== About this exercise ==
Return exactly, and only, the lines from the line containing "the host engine." through the final line of the records below, both included.

== Given records ==
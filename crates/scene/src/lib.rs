//! In-memory scene graph supplied by the host engine.
//!
//! `scene-model` defines the read-only data the metrics engine traverses: a
//! flat, ordered sequence of [`Actor`]s, each owning zero or more typed
//! [`Component`]s. The host is responsible for loading and streaming-resolving
//! a level before materializing it as these types; nothing here performs I/O.
pub mod actor;
pub mod component;

pub use actor::{Actor, ActorClass};
pub use component::{
    Component, LightComponent, MeshComponent, Mobility, MobilityCode, ParticleSystemAsset,
    ParticleSystemComponent,
};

== Answer below ==
//! In-memory scene graph supplied by the host engine.
//!
//! `scene-model` defines the read-only data the metrics engine traverses: a
//! flat, ordered sequence of [`Actor`]s, each owning zero or more typed
//! [`Component`]s. The host is responsible for loading and streaming-resolving
//! a level before materializing it as these types; nothing here performs I/O.
pub mod actor;
pub mod component;

pub use actor::{Actor, ActorClass};
pub use component::{
    Component, LightComponent, MeshComponent, Mobility, MobilityCode, ParticleSystemAsset,
    ParticleSystemComponent,
};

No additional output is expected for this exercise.